··· Data to use ···

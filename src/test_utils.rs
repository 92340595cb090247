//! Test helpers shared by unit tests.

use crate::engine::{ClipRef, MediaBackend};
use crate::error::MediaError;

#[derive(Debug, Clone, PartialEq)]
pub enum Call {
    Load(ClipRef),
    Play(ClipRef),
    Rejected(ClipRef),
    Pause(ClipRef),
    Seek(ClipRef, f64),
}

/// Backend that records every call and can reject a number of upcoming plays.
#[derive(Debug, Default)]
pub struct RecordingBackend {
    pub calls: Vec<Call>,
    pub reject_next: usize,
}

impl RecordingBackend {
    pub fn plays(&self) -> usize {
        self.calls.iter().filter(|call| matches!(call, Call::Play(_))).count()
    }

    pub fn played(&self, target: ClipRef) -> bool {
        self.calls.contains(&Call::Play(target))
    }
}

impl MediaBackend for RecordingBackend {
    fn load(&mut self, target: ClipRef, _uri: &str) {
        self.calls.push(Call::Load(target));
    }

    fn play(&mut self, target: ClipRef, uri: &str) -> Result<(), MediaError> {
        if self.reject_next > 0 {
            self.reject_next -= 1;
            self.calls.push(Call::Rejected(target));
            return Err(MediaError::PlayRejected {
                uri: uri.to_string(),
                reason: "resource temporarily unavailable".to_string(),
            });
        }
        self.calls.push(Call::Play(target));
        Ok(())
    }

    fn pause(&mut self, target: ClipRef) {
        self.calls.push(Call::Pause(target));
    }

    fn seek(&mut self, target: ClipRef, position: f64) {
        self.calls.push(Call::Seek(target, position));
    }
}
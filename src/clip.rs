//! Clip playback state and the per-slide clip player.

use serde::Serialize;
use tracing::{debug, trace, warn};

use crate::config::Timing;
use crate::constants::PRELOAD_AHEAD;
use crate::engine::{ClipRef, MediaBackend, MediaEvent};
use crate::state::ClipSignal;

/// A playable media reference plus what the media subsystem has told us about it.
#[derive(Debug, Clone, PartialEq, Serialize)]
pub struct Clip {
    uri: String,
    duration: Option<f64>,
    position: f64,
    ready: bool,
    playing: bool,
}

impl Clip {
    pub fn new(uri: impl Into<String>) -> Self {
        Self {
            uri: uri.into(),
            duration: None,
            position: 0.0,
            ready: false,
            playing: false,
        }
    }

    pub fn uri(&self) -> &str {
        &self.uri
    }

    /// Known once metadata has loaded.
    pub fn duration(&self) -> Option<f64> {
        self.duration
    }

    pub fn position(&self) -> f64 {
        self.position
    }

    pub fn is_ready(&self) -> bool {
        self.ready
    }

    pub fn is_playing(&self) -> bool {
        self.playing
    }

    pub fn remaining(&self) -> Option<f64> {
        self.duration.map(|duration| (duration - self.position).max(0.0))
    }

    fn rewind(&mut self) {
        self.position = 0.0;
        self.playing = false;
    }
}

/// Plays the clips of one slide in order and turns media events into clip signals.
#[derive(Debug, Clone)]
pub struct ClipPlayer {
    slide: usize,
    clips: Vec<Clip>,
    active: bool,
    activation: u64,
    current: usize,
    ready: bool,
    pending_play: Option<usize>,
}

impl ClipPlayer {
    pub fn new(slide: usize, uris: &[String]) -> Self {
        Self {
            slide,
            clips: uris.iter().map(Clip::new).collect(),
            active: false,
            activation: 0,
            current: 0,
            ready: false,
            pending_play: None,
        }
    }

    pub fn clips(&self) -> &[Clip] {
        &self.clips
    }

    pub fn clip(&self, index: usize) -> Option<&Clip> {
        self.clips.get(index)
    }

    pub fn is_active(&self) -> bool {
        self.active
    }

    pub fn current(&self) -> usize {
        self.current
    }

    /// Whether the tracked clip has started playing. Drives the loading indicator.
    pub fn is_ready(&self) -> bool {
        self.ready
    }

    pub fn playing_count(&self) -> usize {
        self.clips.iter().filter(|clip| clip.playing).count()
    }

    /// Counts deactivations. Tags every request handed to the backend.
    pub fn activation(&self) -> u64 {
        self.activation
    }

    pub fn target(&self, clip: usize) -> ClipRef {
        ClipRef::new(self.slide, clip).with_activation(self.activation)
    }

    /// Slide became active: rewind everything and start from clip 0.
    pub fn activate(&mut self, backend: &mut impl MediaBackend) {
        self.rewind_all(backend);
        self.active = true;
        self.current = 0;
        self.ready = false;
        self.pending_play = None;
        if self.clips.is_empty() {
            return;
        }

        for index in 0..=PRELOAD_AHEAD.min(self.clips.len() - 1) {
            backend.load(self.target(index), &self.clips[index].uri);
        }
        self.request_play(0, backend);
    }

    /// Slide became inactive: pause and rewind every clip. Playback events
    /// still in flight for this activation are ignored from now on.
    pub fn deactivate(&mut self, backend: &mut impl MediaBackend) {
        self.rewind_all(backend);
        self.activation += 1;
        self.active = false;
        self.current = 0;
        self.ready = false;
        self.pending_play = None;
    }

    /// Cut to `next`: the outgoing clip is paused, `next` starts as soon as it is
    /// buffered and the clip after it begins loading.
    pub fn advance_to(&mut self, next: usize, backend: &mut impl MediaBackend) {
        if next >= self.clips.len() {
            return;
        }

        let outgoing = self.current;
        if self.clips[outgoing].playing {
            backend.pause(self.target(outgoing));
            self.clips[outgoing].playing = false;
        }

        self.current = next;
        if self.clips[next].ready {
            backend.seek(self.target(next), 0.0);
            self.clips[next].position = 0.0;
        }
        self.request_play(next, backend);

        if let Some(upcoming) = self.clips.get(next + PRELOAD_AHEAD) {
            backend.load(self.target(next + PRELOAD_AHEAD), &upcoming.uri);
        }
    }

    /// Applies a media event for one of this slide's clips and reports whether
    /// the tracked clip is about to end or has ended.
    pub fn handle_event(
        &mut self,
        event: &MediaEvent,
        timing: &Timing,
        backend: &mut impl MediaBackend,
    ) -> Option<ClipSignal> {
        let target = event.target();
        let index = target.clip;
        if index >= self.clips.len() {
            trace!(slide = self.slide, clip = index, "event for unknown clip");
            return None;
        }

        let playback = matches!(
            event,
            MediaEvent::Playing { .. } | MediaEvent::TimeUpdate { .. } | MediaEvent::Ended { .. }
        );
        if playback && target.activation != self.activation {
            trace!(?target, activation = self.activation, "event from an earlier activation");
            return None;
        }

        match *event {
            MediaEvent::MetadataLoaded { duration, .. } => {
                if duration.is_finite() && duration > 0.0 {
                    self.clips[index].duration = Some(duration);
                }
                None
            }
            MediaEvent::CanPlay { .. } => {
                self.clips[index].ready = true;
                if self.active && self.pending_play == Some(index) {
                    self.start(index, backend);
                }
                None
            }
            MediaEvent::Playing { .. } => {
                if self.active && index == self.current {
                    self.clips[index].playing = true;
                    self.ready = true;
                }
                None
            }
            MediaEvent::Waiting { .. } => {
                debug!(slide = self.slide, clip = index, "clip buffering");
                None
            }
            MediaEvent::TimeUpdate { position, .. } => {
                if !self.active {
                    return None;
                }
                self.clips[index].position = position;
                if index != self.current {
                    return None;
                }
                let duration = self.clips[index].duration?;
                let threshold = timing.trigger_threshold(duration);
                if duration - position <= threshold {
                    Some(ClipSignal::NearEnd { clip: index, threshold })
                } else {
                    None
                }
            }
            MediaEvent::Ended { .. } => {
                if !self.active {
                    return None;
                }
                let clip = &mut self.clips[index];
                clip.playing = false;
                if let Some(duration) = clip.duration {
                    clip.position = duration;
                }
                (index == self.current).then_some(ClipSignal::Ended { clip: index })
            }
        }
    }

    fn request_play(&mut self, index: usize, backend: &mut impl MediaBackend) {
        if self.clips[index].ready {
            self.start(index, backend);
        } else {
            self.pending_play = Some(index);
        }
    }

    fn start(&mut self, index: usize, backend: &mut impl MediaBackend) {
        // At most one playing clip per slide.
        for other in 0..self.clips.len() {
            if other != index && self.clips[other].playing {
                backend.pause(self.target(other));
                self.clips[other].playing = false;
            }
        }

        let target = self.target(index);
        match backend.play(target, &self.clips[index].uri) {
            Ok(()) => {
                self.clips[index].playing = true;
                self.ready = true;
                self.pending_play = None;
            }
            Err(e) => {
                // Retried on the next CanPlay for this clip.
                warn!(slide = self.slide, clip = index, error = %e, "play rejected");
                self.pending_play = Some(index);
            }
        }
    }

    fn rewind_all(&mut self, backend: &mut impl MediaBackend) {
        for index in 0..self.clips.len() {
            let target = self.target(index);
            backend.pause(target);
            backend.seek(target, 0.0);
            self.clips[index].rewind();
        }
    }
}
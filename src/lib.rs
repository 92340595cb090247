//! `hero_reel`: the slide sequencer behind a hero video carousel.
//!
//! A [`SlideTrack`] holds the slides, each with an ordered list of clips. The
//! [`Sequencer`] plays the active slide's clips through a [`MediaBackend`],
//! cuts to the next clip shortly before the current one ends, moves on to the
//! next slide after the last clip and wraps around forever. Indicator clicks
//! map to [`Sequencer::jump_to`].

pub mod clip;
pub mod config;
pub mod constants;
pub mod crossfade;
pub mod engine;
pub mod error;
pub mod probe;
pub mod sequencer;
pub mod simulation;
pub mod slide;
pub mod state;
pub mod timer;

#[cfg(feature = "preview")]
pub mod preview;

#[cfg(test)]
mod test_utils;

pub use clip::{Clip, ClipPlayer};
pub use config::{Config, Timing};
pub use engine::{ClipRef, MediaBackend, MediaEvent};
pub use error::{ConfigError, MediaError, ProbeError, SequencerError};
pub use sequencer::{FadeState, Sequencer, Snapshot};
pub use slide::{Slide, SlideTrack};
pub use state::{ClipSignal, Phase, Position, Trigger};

···
··· Data to use ···

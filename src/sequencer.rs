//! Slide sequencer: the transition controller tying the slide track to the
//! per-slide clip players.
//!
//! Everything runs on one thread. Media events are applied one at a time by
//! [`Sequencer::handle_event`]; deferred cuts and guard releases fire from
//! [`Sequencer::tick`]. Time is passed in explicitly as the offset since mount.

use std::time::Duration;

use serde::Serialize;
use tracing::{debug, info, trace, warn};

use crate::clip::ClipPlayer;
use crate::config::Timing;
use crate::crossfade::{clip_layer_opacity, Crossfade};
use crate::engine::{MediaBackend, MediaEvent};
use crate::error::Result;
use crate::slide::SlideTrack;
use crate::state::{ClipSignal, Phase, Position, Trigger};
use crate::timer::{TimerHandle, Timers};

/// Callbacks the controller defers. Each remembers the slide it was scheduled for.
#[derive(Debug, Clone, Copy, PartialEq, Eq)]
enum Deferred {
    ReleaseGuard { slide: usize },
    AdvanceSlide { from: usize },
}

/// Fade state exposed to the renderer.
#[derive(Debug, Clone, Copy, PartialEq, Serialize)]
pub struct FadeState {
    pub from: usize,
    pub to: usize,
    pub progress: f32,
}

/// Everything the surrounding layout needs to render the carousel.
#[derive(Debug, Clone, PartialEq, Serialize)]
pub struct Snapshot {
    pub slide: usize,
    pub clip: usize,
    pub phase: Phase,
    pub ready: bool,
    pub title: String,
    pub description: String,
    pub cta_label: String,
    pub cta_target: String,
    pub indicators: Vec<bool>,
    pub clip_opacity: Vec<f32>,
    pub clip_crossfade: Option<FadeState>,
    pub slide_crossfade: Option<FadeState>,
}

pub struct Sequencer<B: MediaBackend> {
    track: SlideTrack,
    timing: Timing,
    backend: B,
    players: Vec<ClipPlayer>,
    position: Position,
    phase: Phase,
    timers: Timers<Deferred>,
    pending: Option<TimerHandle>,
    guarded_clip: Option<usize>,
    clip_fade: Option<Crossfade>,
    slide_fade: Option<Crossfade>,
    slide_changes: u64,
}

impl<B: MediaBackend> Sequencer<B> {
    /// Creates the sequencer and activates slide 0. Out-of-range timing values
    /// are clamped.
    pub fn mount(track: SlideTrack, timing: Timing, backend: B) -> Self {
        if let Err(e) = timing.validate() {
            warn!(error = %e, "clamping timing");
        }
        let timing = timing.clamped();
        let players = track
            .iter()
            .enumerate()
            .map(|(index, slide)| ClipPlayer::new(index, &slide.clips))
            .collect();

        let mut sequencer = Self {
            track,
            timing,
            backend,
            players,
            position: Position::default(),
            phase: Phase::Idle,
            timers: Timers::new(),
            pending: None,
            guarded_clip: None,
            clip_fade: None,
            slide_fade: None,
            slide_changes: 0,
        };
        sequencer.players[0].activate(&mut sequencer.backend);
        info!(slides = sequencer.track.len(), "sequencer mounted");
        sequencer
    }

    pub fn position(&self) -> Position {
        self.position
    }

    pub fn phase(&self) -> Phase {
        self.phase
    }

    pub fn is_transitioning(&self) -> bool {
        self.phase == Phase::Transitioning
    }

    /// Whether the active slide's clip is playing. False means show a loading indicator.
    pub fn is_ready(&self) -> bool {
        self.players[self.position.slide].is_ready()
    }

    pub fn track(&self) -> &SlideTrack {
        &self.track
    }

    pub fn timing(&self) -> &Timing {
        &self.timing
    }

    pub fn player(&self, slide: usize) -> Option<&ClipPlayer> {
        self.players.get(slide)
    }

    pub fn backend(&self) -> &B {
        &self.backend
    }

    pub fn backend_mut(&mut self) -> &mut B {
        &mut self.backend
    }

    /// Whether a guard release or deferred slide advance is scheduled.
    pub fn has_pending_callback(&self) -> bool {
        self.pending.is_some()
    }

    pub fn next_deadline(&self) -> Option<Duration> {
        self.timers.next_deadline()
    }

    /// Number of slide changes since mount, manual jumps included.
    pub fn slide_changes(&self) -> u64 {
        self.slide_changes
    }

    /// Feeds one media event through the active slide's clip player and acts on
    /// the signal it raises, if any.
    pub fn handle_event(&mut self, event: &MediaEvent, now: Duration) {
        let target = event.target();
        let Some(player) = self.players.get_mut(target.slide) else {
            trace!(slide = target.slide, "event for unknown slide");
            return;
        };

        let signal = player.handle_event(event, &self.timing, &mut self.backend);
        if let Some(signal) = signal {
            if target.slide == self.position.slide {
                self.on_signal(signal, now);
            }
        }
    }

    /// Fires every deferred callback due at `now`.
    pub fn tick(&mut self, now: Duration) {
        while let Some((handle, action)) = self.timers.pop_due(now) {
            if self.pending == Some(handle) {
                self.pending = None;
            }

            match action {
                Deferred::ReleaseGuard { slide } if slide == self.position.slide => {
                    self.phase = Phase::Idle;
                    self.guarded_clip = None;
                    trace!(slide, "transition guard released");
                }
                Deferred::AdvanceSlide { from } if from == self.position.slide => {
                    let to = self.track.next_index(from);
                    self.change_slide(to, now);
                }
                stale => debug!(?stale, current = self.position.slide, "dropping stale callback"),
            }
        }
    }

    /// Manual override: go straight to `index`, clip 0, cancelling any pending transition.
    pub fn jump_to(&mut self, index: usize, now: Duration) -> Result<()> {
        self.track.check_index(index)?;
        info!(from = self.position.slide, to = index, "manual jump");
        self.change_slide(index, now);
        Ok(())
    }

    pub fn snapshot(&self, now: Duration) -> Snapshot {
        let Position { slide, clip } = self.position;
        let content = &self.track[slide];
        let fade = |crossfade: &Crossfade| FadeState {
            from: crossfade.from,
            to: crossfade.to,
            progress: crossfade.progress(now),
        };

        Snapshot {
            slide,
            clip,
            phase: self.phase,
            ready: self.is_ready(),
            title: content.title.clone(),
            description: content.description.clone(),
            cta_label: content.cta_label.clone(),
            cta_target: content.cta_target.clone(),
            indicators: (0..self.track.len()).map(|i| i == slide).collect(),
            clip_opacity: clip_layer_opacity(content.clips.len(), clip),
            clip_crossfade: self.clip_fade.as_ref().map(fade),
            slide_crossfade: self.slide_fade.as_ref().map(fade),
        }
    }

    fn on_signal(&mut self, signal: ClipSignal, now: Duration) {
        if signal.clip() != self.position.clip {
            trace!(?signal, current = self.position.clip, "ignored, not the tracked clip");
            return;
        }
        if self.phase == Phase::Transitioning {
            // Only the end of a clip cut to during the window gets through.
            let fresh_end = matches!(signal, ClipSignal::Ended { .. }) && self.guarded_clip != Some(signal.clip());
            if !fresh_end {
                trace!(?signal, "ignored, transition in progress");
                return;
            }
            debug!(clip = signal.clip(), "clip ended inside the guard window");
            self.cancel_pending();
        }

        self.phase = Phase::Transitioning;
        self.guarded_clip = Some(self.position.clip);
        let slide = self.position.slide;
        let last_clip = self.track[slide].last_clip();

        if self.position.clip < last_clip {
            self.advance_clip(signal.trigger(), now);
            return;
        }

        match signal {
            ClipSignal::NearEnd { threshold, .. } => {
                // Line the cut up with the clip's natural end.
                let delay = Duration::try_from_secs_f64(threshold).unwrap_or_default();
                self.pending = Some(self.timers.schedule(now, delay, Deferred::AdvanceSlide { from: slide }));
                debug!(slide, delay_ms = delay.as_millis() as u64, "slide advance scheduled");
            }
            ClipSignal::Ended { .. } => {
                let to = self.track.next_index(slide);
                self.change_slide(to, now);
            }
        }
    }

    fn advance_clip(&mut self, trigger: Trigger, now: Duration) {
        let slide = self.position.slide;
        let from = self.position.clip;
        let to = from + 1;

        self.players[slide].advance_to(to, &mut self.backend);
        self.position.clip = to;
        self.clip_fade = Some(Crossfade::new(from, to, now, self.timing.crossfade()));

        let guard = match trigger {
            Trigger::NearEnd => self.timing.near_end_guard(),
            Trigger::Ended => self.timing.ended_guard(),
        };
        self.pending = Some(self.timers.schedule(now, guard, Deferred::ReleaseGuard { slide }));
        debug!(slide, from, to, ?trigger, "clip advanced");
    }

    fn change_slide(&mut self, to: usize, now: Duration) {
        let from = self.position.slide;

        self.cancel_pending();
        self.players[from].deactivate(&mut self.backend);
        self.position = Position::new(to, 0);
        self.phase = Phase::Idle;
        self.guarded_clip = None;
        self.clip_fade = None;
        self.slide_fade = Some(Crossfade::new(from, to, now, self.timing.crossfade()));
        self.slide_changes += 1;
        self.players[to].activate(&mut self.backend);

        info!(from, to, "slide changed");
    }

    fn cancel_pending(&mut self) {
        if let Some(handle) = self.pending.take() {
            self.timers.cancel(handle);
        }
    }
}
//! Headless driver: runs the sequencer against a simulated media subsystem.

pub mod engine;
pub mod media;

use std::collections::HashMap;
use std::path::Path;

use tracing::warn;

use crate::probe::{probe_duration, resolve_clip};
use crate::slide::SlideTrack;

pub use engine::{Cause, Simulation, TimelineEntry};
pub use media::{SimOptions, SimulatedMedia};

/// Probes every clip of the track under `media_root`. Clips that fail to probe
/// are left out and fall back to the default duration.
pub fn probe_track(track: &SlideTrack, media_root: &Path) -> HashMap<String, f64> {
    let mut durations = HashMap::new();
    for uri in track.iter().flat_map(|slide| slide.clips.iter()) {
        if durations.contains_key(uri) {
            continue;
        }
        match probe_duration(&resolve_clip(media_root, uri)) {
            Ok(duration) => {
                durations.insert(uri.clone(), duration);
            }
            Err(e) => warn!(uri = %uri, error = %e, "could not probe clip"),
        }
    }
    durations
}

···

**Exercise instructions**
If a line in the records above holds the string "about", copy it out.

**Reply**
/// A playable media reference plus what the media subsystem has told us about it.
    /// the tracked clip is about to end or has ended.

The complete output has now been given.